Alors voilà, en espérant que vous apprécierez ce chapitre ! :D




Chapitre 3: Le passé d'Iruka et l'Organisation



Ils se trouvaient dans un petit salon-fumoir aux murs tapissés de vert, avec deux banquettes rembourrées, une cheminée éteinte et deux dizaines de bougies, certaines sur chandeliers et d'autres alignées dans des pots de toutes les tailles sur la table basse et les meubles vernis. Les deux hommes avaient été installés sur des couchettes, leurs plaies bandées, immobiles, tandis que les autres étaient assis sur les sofas.
Ils avaient fait un petit bout de chemin, entassés les uns sur les autres dans la calèche, les deux hommes blessés allongés sur le plancher. Les claquements réguliers des sabots du cheval et du fouet les avaient bercés et avaient fait, seuls, toute la conversation, tandis qu'ils traversaient la campagne en direction d'une grande bâtisse. Temari l'avait mal distinguée dans la nuit. Il fallait dire aussi que ses pensées étaient entièrement tournées vers sa mère et ses deux petits frères, qui devaient se faire un sang d'encre, mais qu'elle ne pouvait pas aller retrouver. Alors, s'inquiéter de l'apparence d'une maison...

La petite blonde fixait celle qui les avait aimablement secourus quand ils étaient sur la route, couverts de poussière, grelottant et espérant qu'un miracle survienne. Ce miracle était arrivé sous l'apparence d'une femme mûre et belle, aux cheveux blonds attachés lâchement dans son dos, séparés en deux queues de cheval, et portant une large veste verte.
Cette femme n'avait pas encore prononcé un mot mais la fillette sentait bien qu'elle était était d'une grande force. Cela se voyait dans ses yeux couleur d'ambre marron clair. Shizune trépignait silencieusement d'impatience : mais qu'est-ce qu'elle attendait pour appeler un médecin et que Iruka soit enfin soigné ? Enfin le silence pesant fut brisé par sa voix profonde :

« Ne vous inquiétez pas pour ces deux-là, ils sont actuellement faibles, mais hors de danger.
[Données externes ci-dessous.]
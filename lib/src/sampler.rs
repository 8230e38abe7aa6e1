//! Choosing initial states by inverse-CDF sampling.

use crate::{cells::State, error::Error};

/// A cumulative distribution over the possible states.
///
/// The table is normalized by the total probability, and its last entry
/// is exactly `1.0`. So every draw in `[0, 1)` maps to a state, even when
/// the probabilities only sum to 1 within the parse tolerance.
#[derive(Clone, Debug, PartialEq)]
pub struct Sampler {
    cumulative: Vec<f64>,
}

impl Sampler {
    /// Builds the cumulative table from the probabilities, in order.
    pub fn new(probabilities: &[f64]) -> Result<Self, Error> {
        let total: f64 = probabilities.iter().sum();
        if !(total.is_finite() && total > 0.0) {
            return Err(Error::DegenerateDistribution);
        }

        let mut sum = 0.0;
        let mut cumulative: Vec<f64> = probabilities
            .iter()
            .map(|p| {
                sum += p;
                sum / total
            })
            .collect();
        if let Some(last) = cumulative.last_mut() {
            *last = 1.0;
        }
        Ok(Sampler { cumulative })
    }

    /// The cumulative table.
    pub fn cumulative(&self) -> &[f64] {
        &self.cumulative
    }

    /// Maps a uniform draw in `[0, 1)` to a state.
    ///
    /// Returns the state at the first index whose cumulative value is
    /// not less than `draw`.
    pub fn sample(&self, states: &[State], draw: f64) -> Result<State, Error> {
        self.cumulative
            .iter()
            .position(|&c| c >= draw)
            .and_then(|i| states.get(i).copied())
            .ok_or(Error::SampleOutOfRange(draw))
    }
}
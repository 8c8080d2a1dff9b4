//! Minimal report rendering — plain text and a small HTML table.
//!
//! Statship deliberately has no template engine; the summary is regular
//! tabular data and the interesting formatting lives on the receiving side
//! (mail client, chat embed).

use statship_core::types::Summary;

/// Human label for a metric key.
pub fn metric_label(key: &str) -> &str {
    match key {
        "pageviews" => "Page views",
        "visitors" => "Visitors",
        "visits" => "Visits",
        "bounces" => "Bounces",
        "totaltime" => "Total time (s)",
        other => other,
    }
}

/// Signed change suffix, e.g. " (+12)" or " (-3)". Empty when unknown.
pub fn change_suffix(change: Option<i64>) -> String {
    match change {
        Some(c) if c > 0 => format!(" (+{c})"),
        Some(c) if c < 0 => format!(" ({c})"),
        Some(_) => " (±0)".to_string(),
        None => String::new(),
    }
}

/// Plain-text rendering, one metric per line.
pub fn render_text(summary: &Summary) -> String {
    let mut out = format!("{} — {}\n", summary.name, summary.period);
    for m in &summary.metrics {
        out.push_str(&format!(
            "{}: {}{}\n",
            metric_label(&m.key),
            m.value,
            change_suffix(m.change)
        ));
    }
    out
}

/// HTML rendering — a header plus a two-column table.
pub fn render_html(summary: &Summary) -> String {
    let mut rows = String::new();
    for m in &summary.metrics {
        rows.push_str(&format!(
            "<tr><td style=\"padding:4px 12px 4px 0;color:#555\">{}</td>\
             <td style=\"padding:4px 0;font-weight:600\">{}{}</td></tr>",
            metric_label(&m.key),
            m.value,
            change_suffix(m.change)
        ));
    }
    format!(
        "<html><body style=\"font-family:sans-serif\">\
         <h2 style=\"margin-bottom:2px\">{}</h2>\
         <p style=\"margin-top:0;color:#777\">{}</p>\
         <table>{rows}</table>\
         </body></html>",
        summary.name, summary.period
    )
}
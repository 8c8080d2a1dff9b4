//! Summary generation — resolves the job's instance, pulls stats, and shapes
//! them into the payload transports render.

use std::sync::Arc;
use std::time::Duration;

use async_trait::async_trait;
use chrono::{DateTime, Duration as ChronoDuration, Utc};
use statship_core::error::{Result, StatshipError};
use statship_core::traits::SummarySource;
use statship_core::types::{Frequency, Instance, Job, Metric, ReportType, Summary};

use crate::client::{AnalyticsClient, bounce_rate, format_total_time};

/// Resolves a job's instance id to the instance record. A callback rather
/// than a store reference keeps this crate free of persistence concerns.
pub type InstanceResolver = Arc<dyn Fn(i64) -> Option<Instance> + Send + Sync>;

/// The production [`SummarySource`]: HTTP against the job's analytics
/// instance.
pub struct HttpSummarySource {
    client: AnalyticsClient,
    resolver: InstanceResolver,
}

impl HttpSummarySource {
    pub fn new(timeout: Duration, resolver: InstanceResolver) -> Self {
        Self {
            client: AnalyticsClient::new(timeout),
            resolver,
        }
    }

    fn report_window(job: &Job, now: DateTime<Utc>) -> (DateTime<Utc>, DateTime<Utc>) {
        let span = match job.frequency {
            Frequency::Daily => ChronoDuration::hours(24),
            Frequency::Weekly => ChronoDuration::days(7),
            Frequency::Monthly => ChronoDuration::days(30),
        };
        (now - span, now)
    }

    fn period_text(job: &Job) -> String {
        let span = match job.frequency {
            Frequency::Daily => "last 24 hours",
            Frequency::Weekly => "last 7 days",
            Frequency::Monthly => "last 30 days",
        };
        format!("{span} ({})", job.timezone)
    }
}

#[async_trait]
impl SummarySource for HttpSummarySource {
    async fn generate_summary(&self, job: &Job) -> Result<Summary> {
        let instance = (self.resolver)(job.instance_id).ok_or_else(|| {
            StatshipError::Summary(format!("No analytics instance found for ID {}", job.instance_id))
        })?;

        if job.report_type == ReportType::Report {
            // Saved reports are not exposed by the stats endpoint. Jobs of
            // this type fall back to headline stats until the reports API
            // lands; the report id is carried in the payload for templates.
            tracing::debug!("📊 Job '{}' uses report_type=report, fetching stats", job.name);
        }

        let now = Utc::now();
        let (start, end) = Self::report_window(job, now);
        let stats = self
            .client
            .website_stats(
                &instance,
                &job.website_id,
                start.timestamp_millis(),
                end.timestamp_millis(),
            )
            .await?;

        let all_metrics = [
            ("pageviews", stats.pageviews.clone()),
            ("visitors", stats.visitors.clone()),
            ("visits", stats.visits.clone()),
            ("bounces", stats.bounces.clone()),
            ("totaltime", stats.totaltime.clone()),
        ];

        let wanted = &job.summary_items;
        let metrics: Vec<Metric> = all_metrics
            .into_iter()
            .filter(|(key, _)| wanted.is_empty() || wanted.iter().any(|w| w == key))
            .map(|(key, v)| Metric {
                key: key.to_string(),
                value: v.value,
                change: v.prev.map(|p| v.value - p),
            })
            .collect();

        if metrics.is_empty() {
            return Err(StatshipError::Summary("No summary data returned.".into()));
        }

        tracing::debug!(
            "📊 Summary for '{}': {} metric(s), bounce rate {}, total time {}",
            job.name,
            metrics.len(),
            bounce_rate(stats.visits.value, stats.bounces.value),
            format_total_time(stats.totaltime.value),
        );

        Ok(Summary {
            name: job.name.clone(),
            website_id: job.website_id.clone(),
            period: Self::period_text(job),
            metrics,
        })
    }
}

#[cfg(test)]
mod tests {
    use super::*;
    use chrono::NaiveTime;

    fn job(frequency: Frequency) -> Job {
        Job {
            id: 1,
            name: "Weekly traffic".into(),
            sender_id: None,
            instance_id: 1,
            website_id: "site-1".into(),
            report_type: ReportType::Summary,
            summary_items: vec![],
            report_id: None,
            frequency,
            day: None,
            execution_time: NaiveTime::from_hms_opt(8, 0, 0).unwrap(),
            email_recipients: vec![],
            webhook_recipients: vec![],
            timezone: "Europe/Berlin".into(),
            is_active: true,
            created_at: Utc::now(),
        }
    }

    #[test]
    fn test_report_window_spans() {
        let now = Utc::now();
        let (start, end) = HttpSummarySource::report_window(&job(Frequency::Daily), now);
        assert_eq!(end - start, ChronoDuration::hours(24));
        let (start, _) = HttpSummarySource::report_window(&job(Frequency::Monthly), now);
        assert_eq!(now - start, ChronoDuration::days(30));
    }

    #[test]
    fn test_period_text_carries_timezone() {
        let text = HttpSummarySource::period_text(&job(Frequency::Weekly));
        assert_eq!(text, "last 7 days (Europe/Berlin)");
    }

    #[tokio::test]
    async fn test_missing_instance_is_summary_fatal() {
        let source = HttpSummarySource::new(Duration::from_secs(5), Arc::new(|_| None));
        let err = source.generate_summary(&job(Frequency::Daily)).await.unwrap_err();
        assert!(err.to_string().contains("No analytics instance"));
    }
}
//! Core data model — jobs, delivery targets, and report summaries.

use chrono::{DateTime, NaiveTime, Utc};
use serde::{Deserialize, Serialize};

/// How often a job runs.
#[derive(Debug, Clone, Copy, PartialEq, Eq, Hash, Serialize, Deserialize)]
#[serde(rename_all = "lowercase")]
pub enum Frequency {
    Daily,
    Weekly,
    Monthly,
}

impl Frequency {
    pub fn as_str(&self) -> &'static str {
        match self {
            Frequency::Daily => "daily",
            Frequency::Weekly => "weekly",
            Frequency::Monthly => "monthly",
        }
    }

    pub fn parse(s: &str) -> Option<Self> {
        match s {
            "daily" => Some(Frequency::Daily),
            "weekly" => Some(Frequency::Weekly),
            "monthly" => Some(Frequency::Monthly),
            _ => None,
        }
    }
}

impl std::fmt::Display for Frequency {
    fn fmt(&self, f: &mut std::fmt::Formatter<'_>) -> std::fmt::Result {
        f.write_str(self.as_str())
    }
}

/// What kind of report a job produces.
#[derive(Debug, Clone, Copy, PartialEq, Eq, Serialize, Deserialize)]
#[serde(rename_all = "lowercase")]
pub enum ReportType {
    /// Headline website metrics plus selected summary items.
    Summary,
    /// A saved report on the analytics instance, referenced by id.
    Report,
}

impl Default for ReportType {
    fn default() -> Self {
        ReportType::Summary
    }
}

/// A report job: schedule + delivery configuration for one recurring report.
#[derive(Debug, Clone, Serialize, Deserialize)]
pub struct Job {
    pub id: i64,
    pub name: String,
    /// SMTP sender to use; None means no email channel.
    pub sender_id: Option<i64>,
    /// Analytics instance the report is pulled from.
    pub instance_id: i64,
    /// Website on that instance.
    pub website_id: String,
    #[serde(default)]
    pub report_type: ReportType,
    /// Metric names to include when `report_type` is `summary`.
    #[serde(default)]
    pub summary_items: Vec<String>,
    /// Saved report id when `report_type` is `report`.
    #[serde(default)]
    pub report_id: Option<String>,
    pub frequency: Frequency,
    /// Weekday 0–6 (Monday = 0) for weekly, day-of-month 1–31 for monthly.
    /// Unused for daily.
    pub day: Option<u32>,
    /// Time-of-day the job fires, stored in UTC.
    pub execution_time: NaiveTime,
    #[serde(default)]
    pub email_recipients: Vec<String>,
    #[serde(default)]
    pub webhook_recipients: Vec<i64>,
    /// Informational only — frames the report period text, never the schedule.
    #[serde(default = "default_timezone")]
    pub timezone: String,
    #[serde(default = "default_true")]
    pub is_active: bool,
    pub created_at: DateTime<Utc>,
}

fn default_timezone() -> String {
    "Europe/Berlin".into()
}
fn default_true() -> bool {
    true
}

/// An SMTP account jobs can send email through.
#[derive(Debug, Clone, Serialize, Deserialize)]
pub struct Sender {
    pub id: i64,
    pub name: String,
    pub smtp_host: String,
    pub smtp_port: u16,
    pub username: String,
    pub password: String,
    /// From address, e.g. "Reports <reports@example.com>".
    pub from_address: String,
}

/// An analytics instance reports are pulled from.
#[derive(Debug, Clone, Serialize, Deserialize)]
pub struct Instance {
    pub id: i64,
    pub name: String,
    /// Base URL, e.g. "https://stats.example.com".
    pub base_url: String,
    pub api_token: String,
}

/// A webhook delivery target.
#[derive(Debug, Clone, PartialEq, Serialize, Deserialize)]
pub struct WebhookRecipient {
    pub id: i64,
    pub name: String,
    pub url: String,
    /// Channel kind, e.g. "DISCORD", "TEAMS", "WEBHOOK". Doubles as the
    /// channel name in run details.
    pub kind: String,
}

/// A single metric in a report summary.
#[derive(Debug, Clone, PartialEq, Serialize, Deserialize)]
pub struct Metric {
    pub key: String,
    pub value: i64,
    /// Change against the previous period, if the API reported one.
    #[serde(default)]
    pub change: Option<i64>,
}

/// The analytics payload a job delivers.
#[derive(Debug, Clone, Default, Serialize, Deserialize)]
pub struct Summary {
    /// Job name, used as the report title.
    pub name: String,
    /// Website this summary covers.
    pub website_id: String,
    /// Human-readable period framing, e.g. "last 7 days (Europe/Berlin)".
    pub period: String,
    pub metrics: Vec<Metric>,
}

impl Summary {
    pub fn metric(&self, key: &str) -> Option<&Metric> {
        self.metrics.iter().find(|m| m.key == key)
    }
}

/// Outcome of one channel delivery attempt.
///
/// Transports return this instead of encoding "nothing to send" into error
/// messages, so the orchestrator never parses strings.
#[derive(Debug, Clone, PartialEq, Eq)]
pub enum SendOutcome {
    /// The message went out.
    Sent,
    /// Nothing to send for this channel (e.g. no recipients configured).
    /// Not an error.
    Skipped(String),
    /// Rendering or transport failed.
    Failed(String),
}

impl SendOutcome {
    pub fn is_sent(&self) -> bool {
        matches!(self, SendOutcome::Sent)
    }
}
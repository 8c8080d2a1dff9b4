//! Statship configuration system.

use serde::{Deserialize, Serialize};
use std::path::{Path, PathBuf};

use crate::error::{Result, StatshipError};

/// Root configuration.
#[derive(Debug, Clone, Serialize, Deserialize)]
pub struct StatshipConfig {
    #[serde(default = "default_db_path")]
    pub database_path: String,
    #[serde(default)]
    pub scheduler: SchedulerConfig,
    #[serde(default)]
    pub delivery: DeliveryConfig,
}

fn default_db_path() -> String {
    StatshipConfig::home_dir()
        .join("statship.db")
        .to_string_lossy()
        .into_owned()
}

impl Default for StatshipConfig {
    fn default() -> Self {
        Self {
            database_path: default_db_path(),
            scheduler: SchedulerConfig::default(),
            delivery: DeliveryConfig::default(),
        }
    }
}

impl StatshipConfig {
    /// Load config from the default path (~/.statship/config.toml).
    pub fn load() -> Result<Self> {
        let path = Self::default_path();
        if path.exists() {
            Self::load_from(&path)
        } else {
            Ok(Self::default())
        }
    }

    /// Load config from a specific path.
    pub fn load_from(path: &Path) -> Result<Self> {
        let content = std::fs::read_to_string(path)
            .map_err(|e| StatshipError::Config(format!("Failed to read config: {e}")))?;
        let config: Self = toml::from_str(&content)
            .map_err(|e| StatshipError::Config(format!("Failed to parse config: {e}")))?;
        Ok(config)
    }

    /// Save config to the default path.
    pub fn save(&self) -> Result<()> {
        let path = Self::default_path();
        if let Some(parent) = path.parent() {
            std::fs::create_dir_all(parent)?;
        }
        let content = toml::to_string_pretty(self)
            .map_err(|e| StatshipError::Config(format!("Failed to serialize config: {e}")))?;
        std::fs::write(&path, content)?;
        Ok(())
    }

    /// Get the default config path.
    pub fn default_path() -> PathBuf {
        Self::home_dir().join("config.toml")
    }

    /// Get the Statship home directory.
    pub fn home_dir() -> PathBuf {
        dirs::home_dir()
            .unwrap_or_else(|| PathBuf::from("."))
            .join(".statship")
    }
}

/// Scheduler tick and dedup settings.
#[derive(Debug, Clone, Serialize, Deserialize)]
pub struct SchedulerConfig {
    /// Seconds between due-checks. The due window is slightly wider than
    /// this so a job on the tick boundary is never missed.
    #[serde(default = "default_tick_secs")]
    pub tick_interval_secs: u64,
}

fn default_tick_secs() -> u64 {
    60
}

impl Default for SchedulerConfig {
    fn default() -> Self {
        Self {
            tick_interval_secs: default_tick_secs(),
        }
    }
}

/// Delivery timeouts for outbound transports.
#[derive(Debug, Clone, Serialize, Deserialize)]
pub struct DeliveryConfig {
    #[serde(default = "default_send_timeout")]
    pub send_timeout_secs: u64,
    #[serde(default = "default_summary_timeout")]
    pub summary_timeout_secs: u64,
}

fn default_send_timeout() -> u64 {
    30
}
fn default_summary_timeout() -> u64 {
    30
}

impl Default for DeliveryConfig {
    fn default() -> Self {
        Self {
            send_timeout_secs: default_send_timeout(),
            summary_timeout_secs: default_summary_timeout(),
        }
    }
}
A part ça, j'aimerais bien savoir ce qu'il s'est passé tout à l'heure... avant que je ne vous pêche au beau milieu des champs. »

Shizune s'apprêtait à répondre mais Hinata la devança. L'enfant avait les yeux rouges et les cheveux en bataille, et sa joue était meurtrie. Elle s'exprima calmement néanmoins, malgré la crainte que lui inspirait le trop grand nombre de visages inconnus au bataillon.

« Hé bien en fait, l'homme aux cheveux longs nous a attaquées, moi et Temari, déclara-t-elle en se désignant elle-même du doigt, puis son amie. On l'accompagnait – enfin, Temari l'accompagnait, et moi, j'accompagnais Temari – lorsqu'il nous a frappées. Ensuite, je ne sais toujours pas comment, Kiba est arrivé pile au bon moment, et l'a attaqué. Mais il s'est blessé à la jambe... »

Les regards coulèrent vers le garçon, installé dans un des sofas. Sa jambe droite était tendue devant lui, le pied jusqu'à la moitié du mollet posé sur des coussins. On avait posé des glaçons enveloppés de tissu sur sa cheville qui avait beaucoup enflé. Son regard exprimait une unique pensée qui pouvait s'exprimer par deux mots : « Bah quoi ? »
Il n'avait pas plus l'air décidé à avouer ouvertement qu'il avait suivi les deux fillettes, parce qu'il s'inquiétait pour elles.

« Ensuite, poursuivit Hinata, le deuxième monsieur est sorti de nulle part et l'a à peu près maîtrisé. Après ça, comme j'avais peur, je me suis enfuie, mais je suis tombée... Et la mademoiselle m'est tombée dessus. »

Shizune fut reconnaissante à la petite fille de ne pas avoir précisé de quelle manière elle lui était « tombée dessus ».
Kiba, quant à lui, regardait Hinata d'un air éberlué. Comment cette fille réussissait-elle à mémoriser tout ça ? Lui qui avait à peine retenu quel était celui qui les avait sauvés et celui qui avait tenté de les enlever... Temari reprit la parole voyant que son amie gardait la bouche close :

« Kiba et moi on s'est cachés dans les buissons, et alors le méchant type a tiré sur le plus petit... et voilà. Mademoiselle Shizune est arrivée et il lui a murmuré quelque chose avant de mourir. J'parie qu'il lui a dit « Je t'aime ».
- Mais il n'est pas mort ! s'exclama vivement Shizune. Et il m'a juste dit de rattraper le deuxième homme... »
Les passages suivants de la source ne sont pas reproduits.